Having a child with autism mean that you have a child who feels pain in different ways than most other children. At first glance, Zak would appear to have very developed social and communication skills. Yet, there are so many things that he does not understand; and so many levels that he does not communicate normally.
This past week he has been acting differently. I kept thinking something was wrong. His teacher kept saying that something just did not seem right. We continued to go through our normal week. He continued to do odd things. We continued to ask questions. "Are you in any pain?" "Does anything hurt?" He continued to assure us that he was fine. He even asked us to stop asking him all these questions!
Then on Wed the teacher told me that she thought it best if he went home. I asked if he was being bad. No, just different. I watched him at home that day. I agreed. Something was not right.
The doctor was called the next day. I figured it would not hurt if she took a look at him - even though he assured me that everything was fine.
The doctor asked questions. "Does your ear hurt?"
"No, my ear is fine!" Zak answered, not even looking at the doctor.
"Does your nose hurt?" the doctor probed
"No, it just feels like something is stuck up there."
I decided to mention here that he seems to grimace when he swallows his water. Zak interrupts me while I am talking.
"Wait just one minute! I have something to say. I have something to say here. Wait one minute!" The doctor assures him that she is listening. "I have something to say."
"I'm listening, Zak. What do you want to say."
"When the water goes down my throat it gets stuck. I can't get it to go down. Then my head is sore."
"So you have a headache?"
"No, my head is just sore."
She then proceeds to shine the light into his ear. "Does your ear hurt?"
"No!" he answers emphatically. Then as she touches his ear he pulls back and yells. "Be careful when you touch my ear. It is really really sore!"
"But you said it did not hurt."
"It doesn't hurt; it just really sore!"
Once again, I understand that so many times we speak the same words; but so often we are not speaking the same language.
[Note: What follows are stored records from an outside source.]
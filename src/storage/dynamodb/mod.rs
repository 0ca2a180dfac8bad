//! DynamoDB drivers.
//!
//! Both drivers share one table layout: hash key `email` (S), attributes
//! `fullname`, `password`, `created_at`, `updated_at`. They differ in which
//! primitives they use to honour the `UserStore` contract:
//!
//! - [`DynamoItemStore`]: whole-item `PutItem`/`GetItem`/`DeleteItem`, with
//!   condition expressions for existence checks.
//! - [`DynamoExpressionStore`]: `UpdateItem` expressions and `ReturnValues`
//!   to learn whether an item existed.

use std::fmt::Debug;

use aws_sdk_dynamodb::error::{DisplayErrorContext, SdkError};

use super::StoreError;

mod expression_store;
mod item;
mod item_store;
mod table;

pub use expression_store::DynamoExpressionStore;
pub use item_store::DynamoItemStore;
pub use table::TableBootstrap;

/// Flattens an SDK failure into a backend error with the service's own message.
fn sdk_error<E, R>(op: &'static str, err: SdkError<E, R>) -> StoreError
where
    E: std::error::Error + Send + Sync + 'static,
    R: Debug,
{
    let detail = DisplayErrorContext(&err).to_string();
    tracing::error!(op, error = %detail, "dynamodb call failed");
    StoreError::Backend(format!("{op} failed: {detail}"))
}
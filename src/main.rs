mod app;
mod aws;
mod config;
mod secrets;
mod state;
mod storage;
mod users;

#[tokio::main]
async fn main() -> anyhow::Result<()> {
    dotenvy::dotenv().ok();

    let env_filter = std::env::var("RUST_LOG")
        .unwrap_or_else(|_| "userstore=debug,axum=info,tower_http=info".to_string());
    let json_logs = std::env::var("LOG_FORMAT")
        .map(|v| v == "json")
        .unwrap_or(false);

    if json_logs {
        tracing_subscriber::fmt()
            .with_env_filter(env_filter)
            .with_target(false)
            .json()
            .init();
    } else {
        tracing_subscriber::fmt().with_env_filter(env_filter).init();
    }

    let state = state::AppState::init().await?;
    let app = app::build_app(state.clone());
    app::serve(app, state).await
}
Sure enough he had an ear infection, a sinus infection and a throat infection. That would explain the odd behaviour for the past week.
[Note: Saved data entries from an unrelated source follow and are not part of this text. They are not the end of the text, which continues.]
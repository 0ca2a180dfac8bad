use async_trait::async_trait;
use aws_sdk_dynamodb::Client;
use tracing::debug;

use super::{
    item::{item_to_record, key_for, record_to_item, Item},
    sdk_error,
};
use crate::storage::{email_key, StoreError, StoreResult, UserStore};
use crate::users::{
    keys::{KeyScheme, UserKey},
    repo_types::{NewUserRecord, UserChanges, UserRecord},
};

/// Key-value driver, first generation: every write replaces the whole item.
#[derive(Clone)]
pub struct DynamoItemStore {
    client: Client,
    table: String,
}

impl DynamoItemStore {
    pub fn new(client: Client, table: impl Into<String>) -> Self {
        Self {
            client,
            table: table.into(),
        }
    }

    async fn put(&self, item: Item, condition: &str) -> Result<(), PutOutcome> {
        self.client
            .put_item()
            .table_name(&self.table)
            .set_item(Some(item))
            .condition_expression(condition)
            .send()
            .await
            .map(|_| ())
            .map_err(|err| {
                if err
                    .as_service_error()
                    .is_some_and(|e| e.is_conditional_check_failed_exception())
                {
                    PutOutcome::ConditionFailed
                } else {
                    PutOutcome::Failed(sdk_error("PutItem", err))
                }
            })
    }
}

enum PutOutcome {
    ConditionFailed,
    Failed(StoreError),
}

#[async_trait]
impl UserStore for DynamoItemStore {
    fn scheme(&self) -> KeyScheme {
        KeyScheme::Email
    }

    async fn insert(&self, user: NewUserRecord) -> StoreResult<UserRecord> {
        let record = user.into_record(None);
        let item = record_to_item(&record)?;
        match self.put(item, "attribute_not_exists(email)").await {
            Ok(()) => Ok(record),
            Err(PutOutcome::ConditionFailed) => Err(StoreError::AlreadyExists(record.email)),
            Err(PutOutcome::Failed(e)) => Err(e),
        }
    }

    async fn fetch(&self, key: &UserKey) -> StoreResult<Option<UserRecord>> {
        let email = email_key(key)?;
        let out = self
            .client
            .get_item()
            .table_name(&self.table)
            .set_key(Some(key_for(email)))
            .consistent_read(true)
            .send()
            .await
            .map_err(|e| sdk_error("GetItem", e))?;
        out.item.as_ref().map(item_to_record).transpose()
    }

    async fn fetch_all(&self) -> StoreResult<Vec<UserRecord>> {
        let mut records = Vec::new();
        let mut start_key: Option<Item> = None;
        loop {
            let out = self
                .client
                .scan()
                .table_name(&self.table)
                .set_exclusive_start_key(start_key.take())
                .send()
                .await
                .map_err(|e| sdk_error("Scan", e))?;
            for item in out.items.as_deref().unwrap_or_default() {
                records.push(item_to_record(item)?);
            }
            match out.last_evaluated_key {
                Some(next) if !next.is_empty() => {
                    debug!(table = %self.table, scanned = records.len(), "scan continues");
                    start_key = Some(next);
                }
                _ => break,
            }
        }
        Ok(records)
    }

    async fn update(&self, key: &UserKey, changes: UserChanges) -> StoreResult<UserRecord> {
        let email = email_key(key)?;
        if changes.email.as_deref().is_some_and(|e| e != email) {
            return Err(StoreError::InvalidData("email is the item key".into()));
        }
        let mut record = self.fetch(key).await?.ok_or(StoreError::NotFound)?;
        changes.apply_to(&mut record);
        let item = record_to_item(&record)?;
        // The item may have been deleted between the read and this write.
        match self.put(item, "attribute_exists(email)").await {
            Ok(()) => Ok(record),
            Err(PutOutcome::ConditionFailed) => Err(StoreError::NotFound),
            Err(PutOutcome::Failed(e)) => Err(e),
        }
    }

    async fn remove(&self, key: &UserKey) -> StoreResult<()> {
        let email = email_key(key)?;
        self.client
            .delete_item()
            .table_name(&self.table)
            .set_key(Some(key_for(email)))
            .condition_expression("attribute_exists(email)")
            .send()
            .await
            .map(|_| ())
            .map_err(|err| {
                if err
                    .as_service_error()
                    .is_some_and(|e| e.is_conditional_check_failed_exception())
                {
                    StoreError::NotFound
                } else {
                    sdk_error("DeleteItem", err)
                }
            })
    }
}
Someday perhaps, we will speak the same language. I am so thankful that he understands the language of love. So I rub his hair while I put the drops into his ear. He does his odd little behaviours over and over. The doctors call these movements neurological tics; and Zak always seems to have these tics worsen when he is ill. Asks the same questions over and over; and I am thankful that God has given him to me to love and to teach me that love covers a multitude of behaviours and speaks louder and clearer than words. So I pray that God gives me a heart to love him; and God gives him a mind to comprehends how much he is loved.